Horne, of course, couldn’t have known about Graham’s record when he saw the teenager leave the bodega. It stretched between June 2009 and October 2011 and included arrests for robbery, trespassing, disorderly conduct, possession of a weapon, burglary, and selling marijuana. Malcolm detailed a few of the arrests to me and chalked them up to misunderstandings: Friends had accused her son of stealing headphones; police thought he’d taken someone’s bike. Nor was Graham’s record unusual for the neighborhood during the height of the “stop and frisk” era: While black and Latino men between the ages of 14 and 24 made up 4.7 percent of the city’s population, they accounted for 41.6 percent of stops in 2011.

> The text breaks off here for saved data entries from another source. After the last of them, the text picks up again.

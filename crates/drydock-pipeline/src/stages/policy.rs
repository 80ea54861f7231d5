//! Network policy enforcement: whole-set replacement with restore on failure.
//!
//! The diff between the rule set in force and the desired set is computed
//! before anything is sent. The desired set then goes out in a single
//! replace call. If that call fails, the enforcer reads the set back and, if
//! the cluster no longer holds the snapshot taken before the apply, commits
//! the snapshot again. Either the full desired set or the previous set is in
//! force afterwards.

use drydock_core::obs::emit_policy_diff;
use drydock_core::{
    retry, ClusterControlPlane, NetworkPolicySet, PolicyApplyOutcome, RetryOn, RetryPolicy,
};
use tracing::{error, warn};

#[derive(Debug, Clone, Copy)]
pub struct NetworkPolicyEnforcer {
    retry: RetryPolicy,
}

impl NetworkPolicyEnforcer {
    /// `retry` covers reads and the restore commit. The forward commit is
    /// attempted once.
    pub fn new(retry: RetryPolicy) -> Self {
        Self { retry }
    }

    pub async fn enforce(
        &self,
        cluster: &dyn ClusterControlPlane,
        desired: &NetworkPolicySet,
    ) -> PolicyApplyOutcome {
        let namespace = desired.namespace();

        let snapshot = match self.read(cluster, namespace).await {
            Ok(set) => set,
            Err(e) => {
                // Nothing was sent; whatever was in force still is.
                return PolicyApplyOutcome::Failed {
                    message: format!("cannot read current rule set: {e}"),
                    restored: true,
                };
            }
        };

        let diff = snapshot.diff(desired);
        emit_policy_diff(namespace, &diff);
        if diff.is_empty() {
            return PolicyApplyOutcome::Unchanged;
        }

        let commit_err = match cluster.replace_network_policy(desired).await {
            Ok(()) => {
                return PolicyApplyOutcome::Applied {
                    added: diff.added.len(),
                    removed: diff.removed.len(),
                }
            }
            Err(e) => e,
        };
        warn!(
            event = "policy.commit_failed",
            namespace = %namespace,
            error = %commit_err,
        );

        let restored = self.restore(cluster, &snapshot).await;
        PolicyApplyOutcome::Failed {
            message: commit_err.to_string(),
            restored,
        }
    }

    async fn read(
        &self,
        cluster: &dyn ClusterControlPlane,
        namespace: &str,
    ) -> drydock_core::Result<NetworkPolicySet> {
        let operation = format!("read network policy {namespace}");
        retry(&self.retry, &operation, RetryOn::Transient, |_| {
            cluster.network_policy(namespace)
        })
        .await
        .result
    }

    /// Put `snapshot` back in force unless it already is.
    async fn restore(&self, cluster: &dyn ClusterControlPlane, snapshot: &NetworkPolicySet) -> bool {
        let namespace = snapshot.namespace();
        if let Ok(current) = self.read(cluster, namespace).await {
            if current == *snapshot {
                return true;
            }
        }

        let operation = format!("restore network policy {namespace}");
        let attempted = retry(&self.retry, &operation, RetryOn::Transient, |_| {
            cluster.replace_network_policy(snapshot)
        })
        .await;
        match attempted.result {
            Ok(()) => {
                warn!(event = "policy.restored", namespace = %namespace, rules = snapshot.len());
                true
            }
            Err(e) => {
                error!(event = "policy.restore_failed", namespace = %namespace, error = %e);
                false
            }
        }
    }
}

#[cfg(test)]
mod tests {
    use super::*;
    use drydock_core::fakes::FakeCluster;
    use drydock_core::NetworkPolicyRule;

    fn before() -> NetworkPolicySet {
        NetworkPolicySet::from_rules(
            "vote",
            vec![
                NetworkPolicyRule::allow("vote", "redis", Some(6379)),
                NetworkPolicyRule::allow("worker", "redis", Some(6379)),
            ],
        )
        .unwrap()
    }

    fn desired() -> NetworkPolicySet {
        NetworkPolicySet::from_rules(
            "vote",
            vec![
                NetworkPolicyRule::allow("vote", "redis", Some(6379)),
                NetworkPolicyRule::allow("worker", "redis", Some(6379)),
                NetworkPolicyRule::allow("worker", "db", Some(5432)),
                NetworkPolicyRule::allow("result", "db", Some(5432)),
            ],
        )
        .unwrap()
    }

    fn enforcer() -> NetworkPolicyEnforcer {
        NetworkPolicyEnforcer::new(RetryPolicy::new(3, 10))
    }

    #[tokio::test]
    async fn test_applies_full_set() {
        let cluster = FakeCluster::new();
        cluster.seed_policy(before());

        let outcome = enforcer().enforce(&cluster, &desired()).await;
        assert_eq!(outcome, PolicyApplyOutcome::Applied { added: 2, removed: 0 });
        assert_eq!(cluster.current_policy("vote"), desired());
    }

    #[tokio::test]
    async fn test_identical_set_is_not_sent() {
        let cluster = FakeCluster::new();
        cluster.seed_policy(desired());

        let outcome = enforcer().enforce(&cluster, &desired()).await;
        assert_eq!(outcome, PolicyApplyOutcome::Unchanged);
        assert!(!cluster.ops().iter().any(|op| op.starts_with("policy:")));
    }

    #[tokio::test(start_paused = true)]
    async fn test_interrupted_commit_restores_previous_set() {
        let cluster = FakeCluster::new();
        cluster.seed_policy(before());
        cluster.fail_policy_commits(1, 1);

        let outcome = enforcer().enforce(&cluster, &desired()).await;
        match outcome {
            PolicyApplyOutcome::Failed { restored, .. } => assert!(restored),
            other => panic!("expected failure, got {other:?}"),
        }
        assert_eq!(cluster.current_policy("vote"), before());
    }

    #[tokio::test(start_paused = true)]
    async fn test_commit_failure_without_partial_state_needs_no_restore() {
        let cluster = FakeCluster::new();
        cluster.seed_policy(before());
        cluster.fail_policy_commits(1, 0);

        let outcome = enforcer().enforce(&cluster, &desired()).await;
        assert!(matches!(outcome, PolicyApplyOutcome::Failed { restored: true, .. }));
        // one failed commit, no restore commit
        let commits = cluster.ops().iter().filter(|op| op.starts_with("policy:")).count();
        assert_eq!(commits, 1);
        assert_eq!(cluster.current_policy("vote"), before());
    }

    #[tokio::test(start_paused = true)]
    async fn test_unreachable_cluster_sends_nothing() {
        let cluster = FakeCluster::new();
        cluster.seed_policy(before());
        cluster.set_unreachable(true);

        let outcome = enforcer().enforce(&cluster, &desired()).await;
        assert!(matches!(outcome, PolicyApplyOutcome::Failed { restored: true, .. }));
        cluster.set_unreachable(false);
        assert_eq!(cluster.current_policy("vote"), before());
    }
}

According to a former principal at Graham’s middle school, Ramarley had sought advice from teachers on how to avoid the rougher side of the neighborhood. But in ninth grade, he dropped out and began bouncing among odd jobs. His MySpace page featured crudely rendered street-gang logos and pictures of Graham and his friends posing with what looks like weed and what appears to be a handgun. When I asked Malcolm about the pictures, she had a blunt response: “Kids do stupid things.” But in the 47th Precinct, “stupid things” are considered evidence. Supportive officers sent Haste the webpage, ex post facto proof, they believed, that Graham had warranted suspicion. Malcolm wasn’t surprised. “This is what the NYPD does to justify what they did,” she said. When asked to describe the man her son was becoming, Malcolm paused. “He was 18,” she said. “He was just coming into himself when he died.”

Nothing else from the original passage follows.